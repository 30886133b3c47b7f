//! Configuration file loading.
//!
//! Resolution order:
//!
//! 1. `--config <path>` (or `TORSEARCH_CONFIG`); the file must exist
//! 2. `torsearch.toml` in the working directory, if present
//! 3. Built-in defaults
//!
//! Every key is optional; missing keys take their defaults.

use std::path::{Path, PathBuf};

use torsearch_core::{Error, Result};
use torsearch_fts::IndexConfig;

/// Config file looked up in the working directory.
pub const DEFAULT_CONFIG_FILE: &str = "torsearch.toml";

/// Path of the config file that will be loaded, if any.
pub fn resolve_config_path(explicit: Option<&Path>) -> Option<PathBuf> {
    match explicit {
        Some(path) => Some(path.to_path_buf()),
        None => {
            let local = PathBuf::from(DEFAULT_CONFIG_FILE);
            local.exists().then_some(local)
        }
    }
}

/// Load the run configuration.
///
/// # Errors
///
/// Returns `Error::IoWithPath` if an explicit file cannot be read and
/// `Error::Config` if the file is not valid TOML for `IndexConfig`.
pub fn load_config(explicit: Option<&Path>) -> Result<IndexConfig> {
    let Some(path) = resolve_config_path(explicit) else {
        log::debug!("No config file, using defaults");
        return Ok(IndexConfig::default());
    };

    let raw = std::fs::read_to_string(&path).map_err(|e| Error::io_with_path(e, &path))?;
    let config = parse_config(&raw)
        .map_err(|e| Error::config(format!("{}: {e}", path.display())))?;
    log::debug!("Loaded config from {}", path.display());
    Ok(config)
}

/// Parse a TOML document into an `IndexConfig`.
pub fn parse_config(raw: &str) -> Result<IndexConfig> {
    toml::from_str(raw).map_err(|e| Error::config(e.to_string()))
}

/// Render a configuration as TOML.
pub fn render_config(config: &IndexConfig) -> Result<String> {
    toml::to_string_pretty(config).map_err(|e| Error::config(e.to_string()))
}

// ============================================================================
// Tests
// ============================================================================
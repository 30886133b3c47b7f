//! Command handlers.

use std::path::Path;

use torsearch_core::Result;
use torsearch_fts::{
    IndexBuilder, IndexConfig, IndexSearcher, IndexStats, MemoryContentStore, SearchParams,
    SearchResults,
};

/// Run one indexing job from the configured content snapshots.
///
/// `index_path` overrides `config.index_path`.
pub fn cmd_index(config: &IndexConfig, index_path: Option<&Path>) -> Result<IndexStats> {
    let mut config = config.clone();
    if let Some(path) = index_path {
        config.index_path = path.to_path_buf();
    }

    let posts = MemoryContentStore::from_json_file(&config.posts_path)?;
    let wiki = MemoryContentStore::from_json_file(&config.wiki_path)?;
    log::info!(
        "Loaded {} post records and {} wiki records",
        posts.len(),
        wiki.len()
    );

    IndexBuilder::new(&config, &posts, &wiki).build()
}

/// Query the index at `config.index_path`.
pub fn cmd_search(config: &IndexConfig, params: &SearchParams) -> Result<SearchResults> {
    let searcher = IndexSearcher::open(&config.index_path)?;
    searcher.search(params)
}

/// Render search results as plain text, one hit per line.
pub fn format_results(results: &SearchResults) -> String {
    let mut out = String::new();
    for hit in &results.items {
        out.push_str(&format!("{:>8.3}  {}  {}\n", hit.score, hit.link, hit.title));
    }
    out.push_str(&format!(
        "{} of {} matches\n",
        results.items.len(),
        results.total
    ));
    out
}

// ============================================================================
// Tests
// ============================================================================
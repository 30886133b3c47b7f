//! Integration tests for complete indexing runs.

use torsearch_core::Error;
use torsearch_fts::{IndexBuilder, IndexSearcher, MemoryContentStore, SearchParams};

use crate::common::{TestSite, record, store};

#[test]
fn test_single_post_is_searchable() {
    let site = TestSite::new();
    let posts = store(vec![record("p1", "1", "Hello", "<p>World</p>", 1)]);
    let wiki = MemoryContentStore::default();

    let stats = IndexBuilder::new(&site.config, &posts, &wiki)
        .build()
        .expect("run should succeed");
    assert!(stats.store_created);

    let searcher = IndexSearcher::open(site.index_path()).unwrap();
    assert_eq!(searcher.num_docs(), 1);

    let doc = searcher.get_by_link("/post/p1").unwrap().unwrap();
    assert_eq!(doc.title, "Hello");
    assert_eq!(doc.content, "Hello,World");
    assert_eq!(doc.catid, "sid1");
    assert_eq!(doc.doc_type, site.config.type_label("1").unwrap());

    let results = searcher.search(&SearchParams::new("world")).unwrap();
    assert_eq!(results.total, 1);
    assert_eq!(results.items[0].link, "/post/p1");
}

#[test]
fn test_every_adapter_contributes() {
    let site = TestSite::new();
    let posts = store(vec![
        record("p1", "1", "Post", "<p>post body</p>", 1),
        record("i1", "9", "Notice", "<p>info body</p>", 1),
    ]);
    let wiki = store(vec![
        record("w1", "1", "Glossary", "<p>wiki body</p>", 1),
        record("pg1", "2", "About", "<p>page body</p>", 1),
    ]);

    IndexBuilder::new(&site.config, &posts, &wiki).build().unwrap();

    let searcher = IndexSearcher::open(site.index_path()).unwrap();
    assert_eq!(searcher.num_docs(), 4);

    assert!(searcher.get_by_link("/post/p1").unwrap().is_some());
    assert!(searcher.get_by_link("/wiki/Glossary").unwrap().is_some());
    assert!(searcher.get_by_link("/page/pg1").unwrap().is_some());

    let info = searcher.get_by_link("/info/i1").unwrap().unwrap();
    assert_eq!(info.catid, "sid9");
    assert_eq!(info.doc_type, site.config.type_label("9").unwrap());

    let filtered = searcher
        .search(&SearchParams {
            catid: Some("sid9".to_string()),
            ..SearchParams::new("body")
        })
        .unwrap();
    assert_eq!(filtered.total, 1);
    assert_eq!(filtered.items[0].link, "/info/i1");
}

#[test]
fn test_escaped_html_is_unescaped() {
    let site = TestSite::new();
    let posts = store(vec![record(
        "p1",
        "1",
        "T",
        "&lt;p&gt;Fish &amp;amp; chips&lt;/p&gt;&lt;script&gt;hidden()&lt;/script&gt;",
        1,
    )]);
    let wiki = MemoryContentStore::default();

    IndexBuilder::new(&site.config, &posts, &wiki).build().unwrap();

    let searcher = IndexSearcher::open(site.index_path()).unwrap();
    let doc = searcher.get_by_link("/post/p1").unwrap().unwrap();
    assert!(doc.content.starts_with("T,Fish &"));
    assert!(!doc.content.contains('<'));
    assert!(!doc.content.contains("hidden"));
}

#[test]
fn test_second_run_replaces_documents() {
    let site = TestSite::new();
    let wiki = MemoryContentStore::default();

    let before = store(vec![record("p1", "1", "Draft", "<p>old text</p>", 1)]);
    IndexBuilder::new(&site.config, &before, &wiki).build().unwrap();

    let after = store(vec![record("p1", "1", "Final", "<p>new text</p>", 2)]);
    let stats = IndexBuilder::new(&site.config, &after, &wiki).build().unwrap();
    assert!(!stats.store_created);

    let searcher = IndexSearcher::open(site.index_path()).unwrap();
    assert_eq!(searcher.num_docs(), 1);
    let doc = searcher.get_by_link("/post/p1").unwrap().unwrap();
    assert_eq!(doc.title, "Final");
    assert_eq!(doc.content, "Final,new text");
    assert_eq!(searcher.search(&SearchParams::new("draft")).unwrap().total, 0);
}

#[test]
fn test_empty_stores_commit_empty_index() {
    let site = TestSite::new();
    let empty = MemoryContentStore::default();

    let stats = IndexBuilder::new(&site.config, &empty, &empty).build().unwrap();
    assert_eq!(stats.documents_staged, 0);
    assert!(site.index_path().join("meta.json").exists());

    let searcher = IndexSearcher::open(site.index_path()).unwrap();
    assert_eq!(searcher.num_docs(), 0);
}

#[test]
fn test_missing_label_leaves_previous_commit() {
    let mut site = TestSite::new();
    let posts = store(vec![
        record("p1", "1", "Kept", "<p>first run</p>", 1),
        record("x1", "5", "Orphan", "<p>no label</p>", 1),
    ]);
    let wiki = MemoryContentStore::default();

    IndexBuilder::new(&site.config, &posts, &wiki).build().unwrap();

    site.config.kind_arr.push("5".to_string());
    let err = IndexBuilder::new(&site.config, &posts, &wiki)
        .build()
        .unwrap_err();
    assert!(err.is_config());

    let searcher = IndexSearcher::open(site.index_path()).unwrap();
    assert_eq!(searcher.num_docs(), 1);
    assert!(searcher.get_by_link("/post/p1").unwrap().is_some());
}

#[cfg(feature = "cjk")]
#[test]
fn test_chinese_site_segments_words() {
    let site = TestSite::with_lang("zh");
    let posts = store(vec![record("p1", "1", "中文搜索", "<p>我们正在测试</p>", 1)]);
    let wiki = MemoryContentStore::default();

    let stats = IndexBuilder::new(&site.config, &posts, &wiki).build().unwrap();
    assert_eq!(stats.analyzer, torsearch_fts::AnalyzerKind::Cjk);

    let searcher = IndexSearcher::open(site.index_path()).unwrap();
    let results = searcher.search(&SearchParams::new("测试")).unwrap();
    assert_eq!(results.total, 1);
    assert_eq!(results.items[0].link, "/post/p1");
}

#[test]
fn test_fatal_errors_are_typed() {
    let site = TestSite::new();
    std::fs::create_dir_all(site.index_path().parent().unwrap()).unwrap();
    std::fs::write(site.index_path(), b"not an index").unwrap();

    let posts = store(vec![record("p1", "1", "Hello", "<p>World</p>", 1)]);
    let wiki = MemoryContentStore::default();

    let err = IndexBuilder::new(&site.config, &posts, &wiki)
        .build()
        .unwrap_err();
    assert!(matches!(err, Error::InvalidStore { .. }));
}
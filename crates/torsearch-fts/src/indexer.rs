//! Batch upsert writer.
//!
//! `Indexer` wraps Tantivy's `IndexWriter`. Documents are upserted by their
//! `link`: staging a document first deletes every document carrying the same
//! link term, whether committed by an earlier run or staged earlier in this
//! batch, then adds the new one.
//!
//! Nothing staged is visible to readers until [`Indexer::commit`] returns.
//! Commit consumes the indexer, so one writer serves exactly one batch.
//!
//! # Usage
//!
//! ```rust,ignore
//! let store = open_or_create(&index_path, &schema)?.into_store();
//! let mut indexer = store.writer()?;
//!
//! indexer.update_document(&doc)?;
//! indexer.commit()?;
//! ```

use tantivy::{IndexWriter, Term};
use torsearch_core::{Error, Result};

use crate::document::IndexDocument;
use crate::schema::IndexSchema;

/// Single-use batch writer for one indexing run.
pub struct Indexer {
    writer: IndexWriter,
    schema: IndexSchema,
    staged: usize,
}

impl Indexer {
    pub(crate) fn new(writer: IndexWriter, schema: IndexSchema) -> Self {
        Self {
            writer,
            schema,
            staged: 0,
        }
    }

    /// Stage an insert-or-replace keyed by `doc.link`.
    ///
    /// The new document fully replaces any previous one with the same link;
    /// fields are never merged.
    pub fn update_document(&mut self, doc: &IndexDocument) -> Result<()> {
        let key = Term::from_field_text(self.schema.link, &doc.link);
        self.writer.delete_term(key);
        self.writer
            .add_document(doc.to_tantivy(&self.schema))
            .map_err(|e| Error::operation(format!("Failed to stage {}: {e}", doc.link)))?;
        self.staged += 1;
        Ok(())
    }

    /// Number of upserts staged so far.
    pub fn staged(&self) -> usize {
        self.staged
    }

    /// Get the schema.
    pub fn schema(&self) -> &IndexSchema {
        &self.schema
    }

    /// Atomically publish every staged upsert, then release the writer.
    ///
    /// Returns the commit opstamp.
    pub fn commit(mut self) -> Result<u64> {
        let opstamp = self
            .writer
            .commit()
            .map_err(|e| Error::operation(format!("Failed to commit index: {e}")))?;
        self.writer
            .wait_merging_threads()
            .map_err(|e| Error::operation(format!("Failed to finish merges: {e}")))?;
        log::debug!("Committed {} staged documents (opstamp {opstamp})", self.staged);
        Ok(opstamp)
    }

    /// Discard every staged upsert and release the writer.
    ///
    /// Dropping an uncommitted indexer has the same effect on the store.
    pub fn abort(mut self) -> Result<()> {
        self.writer
            .rollback()
            .map_err(|e| Error::operation(format!("Failed to roll back index: {e}")))?;
        log::debug!("Discarded {} staged documents", self.staged);
        Ok(())
    }
}

impl std::fmt::Debug for Indexer {
    fn fmt(&self, f: &mut std::fmt::Formatter<'_>) -> std::fmt::Result {
        f.debug_struct("Indexer")
            .field("staged", &self.staged)
            .field("schema", &self.schema)
            .finish()
    }
}

// ============================================================================
// Tests
// ============================================================================
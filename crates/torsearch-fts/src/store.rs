//! Index store lifecycle.
//!
//! [`open_or_create`] is called at the start of every indexing run. It opens
//! the store at `path` when one exists and bootstraps a new one otherwise:
//!
//! | On disk | Result |
//! |---------|--------|
//! | `path/meta.json` present | `Opened`, with the schema read from disk |
//! | nothing, or an empty directory | `Created`, with the requested schema |
//! | a file, or a non-empty directory without `meta.json` | `Error::InvalidStore` |
//!
//! An opened store keeps the schema (and therefore the analyzer) it was
//! created with; the requested schema is ignored apart from a warning when
//! its analyzer differs.

use std::path::{Path, PathBuf};

use tantivy::{Index, IndexReader, ReloadPolicy, TantivyError};
use torsearch_core::{Error, Result};

use crate::analyzer::{self, AnalyzerKind};
use crate::indexer::Indexer;
use crate::schema::IndexSchema;

/// Index metadata file written by Tantivy on creation.
const META_FILE: &str = "meta.json";

/// Index writer buffer size (50MB).
const WRITER_BUFFER_SIZE: usize = 50_000_000;

/// An open index with its schema.
pub struct IndexStore {
    index: Index,
    schema: IndexSchema,
    path: Option<PathBuf>,
}

/// Outcome of [`open_or_create`].
///
/// Callers must take the schema from the store, not assume the one they
/// requested is in effect.
#[derive(Debug)]
pub enum OpenedStore {
    /// An existing store was opened; its on-disk schema is in effect.
    Opened(IndexStore),
    /// A new store was created with the requested schema.
    Created(IndexStore),
}

impl OpenedStore {
    /// Whether the store was created by this call.
    pub fn is_created(&self) -> bool {
        matches!(self, OpenedStore::Created(_))
    }

    /// Borrow the store.
    pub fn store(&self) -> &IndexStore {
        match self {
            OpenedStore::Opened(store) | OpenedStore::Created(store) => store,
        }
    }

    /// Take the store.
    pub fn into_store(self) -> IndexStore {
        match self {
            OpenedStore::Opened(store) | OpenedStore::Created(store) => store,
        }
    }
}

/// Open the store at `path`, or create it with `schema` if none exists.
///
/// Idempotent: calling it again on the same path opens what the first call
/// created.
///
/// # Errors
///
/// Returns `Error::InvalidStore` if the path holds something other than an
/// index, or if the index on disk cannot be opened.
pub fn open_or_create(path: &Path, schema: &IndexSchema) -> Result<OpenedStore> {
    if path.join(META_FILE).exists() {
        let store = IndexStore::open(path)?;
        if store.schema.analyzer() != schema.analyzer() {
            log::warn!(
                "Index at {} uses analyzer {}, ignoring requested {}; rebuild the store to change it",
                path.display(),
                store.schema.analyzer(),
                schema.analyzer()
            );
        }
        return Ok(OpenedStore::Opened(store));
    }

    if path.exists() {
        if !path.is_dir() {
            return Err(Error::invalid_store(path, "path is not a directory"));
        }
        let mut entries = std::fs::read_dir(path).map_err(|e| Error::io_with_path(e, path))?;
        if entries.next().is_some() {
            return Err(Error::invalid_store(
                path,
                format!("directory is not empty and has no {META_FILE}"),
            ));
        }
    } else {
        std::fs::create_dir_all(path).map_err(|e| Error::io_with_path(e, path))?;
    }

    log::info!(
        "Creating index at {} with analyzer {}",
        path.display(),
        schema.analyzer()
    );
    let index = Index::create_in_dir(path, schema.schema().clone())
        .map_err(|e| Error::operation(format!("Failed to create index: {e}")))?;
    analyzer::register_analyzers(&index);

    Ok(OpenedStore::Created(IndexStore {
        index,
        schema: schema.clone(),
        path: Some(path.to_path_buf()),
    }))
}

impl IndexStore {
    /// Open an existing store.
    ///
    /// # Errors
    ///
    /// Returns `Error::InvalidStore` if no readable index with the expected
    /// fields exists at `path`.
    pub fn open(path: &Path) -> Result<Self> {
        let index = Index::open_in_dir(path).map_err(|e| Error::invalid_store(path, e.to_string()))?;
        let schema = IndexSchema::from_schema(&index.schema())
            .map_err(|e| Error::invalid_store(path, e.to_string()))?;
        analyzer::register_analyzers(&index);

        if schema.analyzer() == AnalyzerKind::Cjk && !analyzer::cjk_available() {
            log::warn!(
                "Index at {} was built with CJK segmentation, which is unavailable; using stemming",
                path.display()
            );
        }

        log::debug!(
            "Opened index at {} (analyzer {})",
            path.display(),
            schema.analyzer()
        );
        Ok(Self {
            index,
            schema,
            path: Some(path.to_path_buf()),
        })
    }

    /// Create an in-memory store (for testing).
    pub fn create_in_ram(schema: &IndexSchema) -> Self {
        let index = Index::create_in_ram(schema.schema().clone());
        analyzer::register_analyzers(&index);
        Self {
            index,
            schema: schema.clone(),
            path: None,
        }
    }

    /// Acquire the store's single writer.
    ///
    /// # Errors
    ///
    /// Returns `Error::WriterLocked` while another writer is open on the
    /// same store.
    pub fn writer(&self) -> Result<Indexer> {
        let writer = self.index.writer(WRITER_BUFFER_SIZE).map_err(|e| match e {
            TantivyError::LockFailure(lock, _) => Error::WriterLocked(lock.to_string()),
            other => Error::operation(format!("Failed to create index writer: {other}")),
        })?;
        Ok(Indexer::new(writer, self.schema.clone()))
    }

    /// Open a reader that only sees new commits after `reload()`.
    pub fn reader(&self) -> Result<IndexReader> {
        self.index
            .reader_builder()
            .reload_policy(ReloadPolicy::Manual)
            .try_into()
            .map_err(|e| Error::operation(format!("Failed to open index reader: {e}")))
    }

    /// Schema in effect for this store.
    pub fn schema(&self) -> &IndexSchema {
        &self.schema
    }

    /// Get reference to the underlying Tantivy index.
    pub fn index(&self) -> &Index {
        &self.index
    }

    /// Directory of the store, `None` for in-memory stores.
    pub fn path(&self) -> Option<&Path> {
        self.path.as_deref()
    }
}

impl std::fmt::Debug for IndexStore {
    fn fmt(&self, f: &mut std::fmt::Formatter<'_>) -> std::fmt::Result {
        f.debug_struct("IndexStore")
            .field("path", &self.path)
            .field("schema", &self.schema)
            .finish()
    }
}

// ============================================================================
// Tests
// ============================================================================
//! Integration tests for store creation and reopening across runs.

use torsearch_core::Error;
use torsearch_fts::{
    AnalyzerKind, IndexBuilder, IndexSchema, IndexSearcher, MemoryContentStore, open_or_create,
};

use crate::common::{TestSite, record, store};

#[test]
fn test_reopen_keeps_original_analyzer() {
    let mut site = TestSite::new();
    let posts = store(vec![record("p1", "1", "Gardening", "<p>tomatoes</p>", 1)]);
    let wiki = MemoryContentStore::default();

    let first = IndexBuilder::new(&site.config, &posts, &wiki).build().unwrap();
    assert_eq!(first.analyzer, AnalyzerKind::Stemming);

    site.config.lang = "zh".to_string();
    let second = IndexBuilder::new(&site.config, &posts, &wiki).build().unwrap();
    assert!(!second.store_created);
    assert_eq!(second.analyzer, AnalyzerKind::Stemming);

    let searcher = IndexSearcher::open(site.index_path()).unwrap();
    assert_eq!(searcher.store().schema().analyzer(), AnalyzerKind::Stemming);
    assert_eq!(
        searcher
            .search(&torsearch_fts::SearchParams::new("tomato"))
            .unwrap()
            .total,
        1
    );
}

#[test]
fn test_open_or_create_twice() {
    let site = TestSite::new();
    let schema = IndexSchema::build(AnalyzerKind::Stemming);

    let first = open_or_create(site.index_path(), &schema).unwrap();
    assert!(first.is_created());
    drop(first);

    let second = open_or_create(site.index_path(), &schema).unwrap();
    assert!(!second.is_created());
    assert_eq!(second.store().schema().analyzer(), AnalyzerKind::Stemming);
}

#[test]
fn test_foreign_directory_is_fatal() {
    let site = TestSite::new();
    std::fs::create_dir_all(site.index_path()).unwrap();
    std::fs::write(site.index_path().join("notes.txt"), b"keep me").unwrap();

    let posts = store(vec![record("p1", "1", "Hello", "<p>World</p>", 1)]);
    let wiki = MemoryContentStore::default();

    let err = IndexBuilder::new(&site.config, &posts, &wiki)
        .build()
        .unwrap_err();
    assert!(matches!(err, Error::InvalidStore { .. }));

    // nothing was written into the directory
    let entries: Vec<_> = std::fs::read_dir(site.index_path()).unwrap().collect();
    assert_eq!(entries.len(), 1);
}

#[test]
fn test_concurrent_writer_is_rejected() {
    let site = TestSite::new();
    let schema = IndexSchema::build(AnalyzerKind::Stemming);
    let held = open_or_create(site.index_path(), &schema).unwrap().into_store();
    let _writer = held.writer().unwrap();

    let posts = store(vec![record("p1", "1", "Hello", "<p>World</p>", 1)]);
    let wiki = MemoryContentStore::default();
    let err = IndexBuilder::new(&site.config, &posts, &wiki)
        .build()
        .unwrap_err();
    assert!(matches!(err, Error::WriterLocked(_)));
}
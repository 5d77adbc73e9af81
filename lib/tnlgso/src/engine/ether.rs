// This Source Code Form is subject to the terms of the Mozilla Public
// License, v. 2.0. If a copy of the MPL was not distributed with this
// file, You can obtain one at https://mozilla.org/MPL/2.0/.

// Copyright 2025 Oxide Computer Company

//! Ethernet framing: header lengths and VLAN tags.

use super::headers::RawHeader;
pub use crate::api::EtherType;
use zerocopy::FromBytes;
use zerocopy::Immutable;
use zerocopy::IntoBytes;
use zerocopy::KnownLayout;
use zerocopy::Unaligned;

pub const ETHER_HDR_LEN: usize = 14;
pub const VLAN_HDR_LEN: usize = 4;

/// An 802.1Q/802.1ad tag, as it follows the tag protocol identifier.
#[repr(C)]
#[derive(
    Clone, Debug, FromBytes, IntoBytes, Immutable, KnownLayout, Unaligned,
)]
pub struct VlanHdrRaw {
    pub tci: [u8; 2],
    pub ether_type: [u8; 2],
}

impl RawHeader for VlanHdrRaw {
    const NAME: &'static str = "vlan";
}

impl VlanHdrRaw {
    /// The protocol of whatever follows this tag.
    pub fn ether_type(&self) -> EtherType {
        EtherType::from(u16::from_be_bytes(self.ether_type))
    }
}

const _: () = assert!(VlanHdrRaw::SIZE == VLAN_HDR_LEN);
....................
| EXERCISE REQUIREMENTS |
Copy the lines above exactly. Start with the line containing "Query the index", end with the line containing "let mut out = String::new();", and include both.

| OUTPUT OF THE TASK |
/// Query the index at `config.index_path`.
pub fn cmd_search(config: &IndexConfig, params: &SearchParams) -> Result<SearchResults> {
    let searcher = IndexSearcher::open(&config.index_path)?;
    searcher.search(params)
}

/// Render search results as plain text, one hit per line.
pub fn format_results(results: &SearchResults) -> String {
    let mut out = String::new();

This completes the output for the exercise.